Roast turkey. Stuffing. Mashed potatoes and gravy. Pie. Thanksgiving conjures up all sorts of flavors. If you close your eyes you can almost taste them. In fact, one day you may be able to—without food.

Scientists from Columbia University have figured out how to turn tastes on and off in the brain using optogenetics—a technique that uses penetrating light and genetic manipulation to turn brain cells on and off. They reported their findings in an article published last week in Nature . By manipulating brain cells in mice this way, the scientists were able to evoke different tastes without the food chemicals actually being present on the mice’s tongues.

The experiments “truly reconceptualize what we consider the sensory experience,” said Charles Zuker, head of the Zuker lab at Columbia and co-author on the paper. The results further demonstrate “that the sense of taste is hardwired in our brains,” Zuker said, unlike our sense of smell, which is strongly linked to taste but almost entirely dependent on experience.

Typically when we eat, the raised bumps, or papillae, that cover our tongues, pick up chemicals in foods and transmit tastes to the brain. There are five main types of papillae corresponding to each of the five basic tastes—sweet, sour, salty, bitter and umami. Contrary to popular belief, these aren’t clustered in particular places on the tongue, with bitter in the back and sweet at the front, but are spaced about evenly on the tongue.

A taste map may in fact exist, but it appears to be in the brain rather than on the tongue. First the researchers singled out the mice’s sweet and bitter taste centers in the brain, which are separated by approximately two millimeters in the insula.
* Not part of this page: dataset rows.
use std::sync::Arc;

use tracing::{debug, info, instrument};

use models::image::IMAGE_CONTENT_TYPE;
use models::ImageName;

use crate::errors::ServiceError;
use crate::store::{Clock, ImageFetcher, ObjectStore};

fn required(value: Option<&str>) -> Option<&str> {
    value.map(str::trim).filter(|v| !v.is_empty())
}

/// Images gateway: copies generated images into the bucket and finds the
/// newest one for a dress-code/event-type pair.
pub struct ImageService {
    objects: Arc<dyn ObjectStore>,
    fetcher: Arc<dyn ImageFetcher>,
    clock: Arc<dyn Clock>,
}

impl ImageService {
    pub fn new(objects: Arc<dyn ObjectStore>, fetcher: Arc<dyn ImageFetcher>, clock: Arc<dyn Clock>) -> Self {
        Self { objects, fetcher, clock }
    }

    /// Download `image_url` and store it as `{dress_code}-{event_type}-{now}.png`,
    /// returning the stored object's public URL.
    ///
    /// Two saves of the same pair within one second write the same name and the
    /// later one wins.
    #[instrument(skip(self, image_url))]
    pub async fn save(
        &self,
        image_url: Option<&str>,
        dress_code: Option<&str>,
        event_type: Option<&str>,
    ) -> Result<String, ServiceError> {
        let (Some(image_url), Some(dress_code), Some(event_type)) =
            (required(image_url), required(dress_code), required(event_type))
        else {
            return Err(ServiceError::Validation("Missing imageUrl, dressCode, or eventType".into()));
        };

        let bytes = self.fetcher.fetch(image_url).await?;
        let name = ImageName::new(dress_code, event_type, self.clock.now_unix()).to_string();
        debug!(%name, size = bytes.len(), "uploading image");
        self.objects.put_object(&name, bytes, IMAGE_CONTENT_TYPE).await?;
        let url = self.objects.public_url(&name)?;
        info!(%name, "image saved");
        Ok(url)
    }

    /// Public URL of the most recent image saved for the pair, judged by the
    /// timestamp embedded in the name rather than listing order.
    #[instrument(skip(self))]
    pub async fn find_latest(&self, dress_code: Option<&str>, event_type: Option<&str>) -> Result<String, ServiceError> {
        let (Some(dress_code), Some(event_type)) = (required(dress_code), required(event_type)) else {
            return Err(ServiceError::Validation("Missing dressCode or eventType".into()));
        };

        let objects = self.objects.list_objects().await?;
        let latest = objects
            .iter()
            .filter_map(|o| ImageName::parse_timestamp(&o.name, dress_code, event_type).map(|ts| (ts, &o.name)))
            .max_by_key(|(ts, _)| *ts);
        match latest {
            Some((_, name)) => self.objects.public_url(name),
            None => Err(ServiceError::NotFound("Image not found".into())),
        }
    }
}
They concentrated on only sweet and bitter because the two are the most distinct from each other and also the most salient for humans, mice and other animals due their evolutionary importance to survival. Sweet usually indicates the presence of nutrients, whereas bitter signals potential danger of poison.

Zuker and his team then optogenetically stimulated the areas with light and in a series of behavioral tests, were able to have the mice taste sweet or bitter with only plain water. When the researchers activated the sweet neurons, they observed behavior consistent what with happens when mice normally encounter sweet foods: their licking increased significantly, even when the animals’ thirst was satiated. When the scientists stimulated neurons associated with bitter flavors, the mice stopped licking, seemed to scrub at their tongues and even gagged, depending on the level of optogenetic stimulation.
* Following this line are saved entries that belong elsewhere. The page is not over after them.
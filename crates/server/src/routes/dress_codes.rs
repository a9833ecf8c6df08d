use axum::{extract::State, Json};
use models::DressCode;
use serde::Deserialize;
use serde_json::{json, Value};

use crate::errors::ApiError;
use crate::extract::{Params, Payload};
use crate::state::AppState;

#[derive(Debug, Default, Deserialize)]
pub struct DressCodeFilter {
    #[serde(rename = "eventType")]
    pub event_type: Option<String>,
}

pub async fn list_dress_codes(
    State(state): State<AppState>,
    Params(filter): Params<DressCodeFilter>,
) -> Result<Json<Vec<DressCode>>, ApiError> {
    Ok(Json(state.dress_codes.list(filter.event_type.as_deref()).await?))
}

pub async fn insert_dress_code(
    State(state): State<AppState>,
    Payload(code): Payload<DressCode>,
) -> Result<Json<Value>, ApiError> {
    state.dress_codes.insert(code).await?;
    Ok(Json(json!({ "message": "Dress code added successfully" })))
}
The researchers then performed the tests on animals that had never tasted sweet or bitter in their lives and found the same results. In the last set of experiments the researchers applied to the tongue of the mice chemicals that tasted sweet and bitter and compared their reactions to what happened when they simply stimulated the corresponding neurons optogenetically. There was no difference in the way the animals responded, “proving taste is hardwired in the brain,” Zuker said.

This doesn’t mean that there is no such thing as an “acquired taste,” Zuker clarified. For example, hákarl, fermented shark meat and national dish of Iceland, once called “the single worst, most disgusting and terrible tasting thing,” by famously acerbic food critic Anthony Bourdain is relished by many on the Nordic island nation. Humans are more complicated than mice. Taste can also be shaped by experience and culture. But the basics of this sensation are present from the beginning.

“Every baby smiles to sweet and frowns for bitter,” Zuker explained. “Taste mostly retains that hardwired response unless there is something that supersedes it. There are some things we consume [that] are innately aversive. But we take the gain with the bad if they have a positively reinforcing result.” Coffee or alcohol, for instance, are distinctly bitter, but many people learn to enjoy them over time due to the feelings of stimulation and inebriation they bring, respectively.

Gary Beauchamp, president of the Monell Chemical Senses Center in Pennsylvania, calls the research “a very clear and elegant approach,” confirming the long-standing hypothesis that taste is indeed evolutionarily hardwired. But Beauchamp also notes that sweet and bitter compounds can influence each other in the mouth to affect taste before they reach the brain. “In the real world, where foods are mixtures of things, it’s much more complex than what this study would suggest. Nevertheless, this is excellent work showing that these pathways are innately organized,” he said.  

Zuker is aware that sweet and bitter are at the extremes of the taste spectrum and may not be representative of all tastes. But he expects similar results testing other tastes, which are also evolutionarily based. Salt, for example, signals electrolytes. “The next question is how activity in these cortical fields integrates with rest of brain,” to form experience and lasting taste memories – such as those we make at Thanksgiving.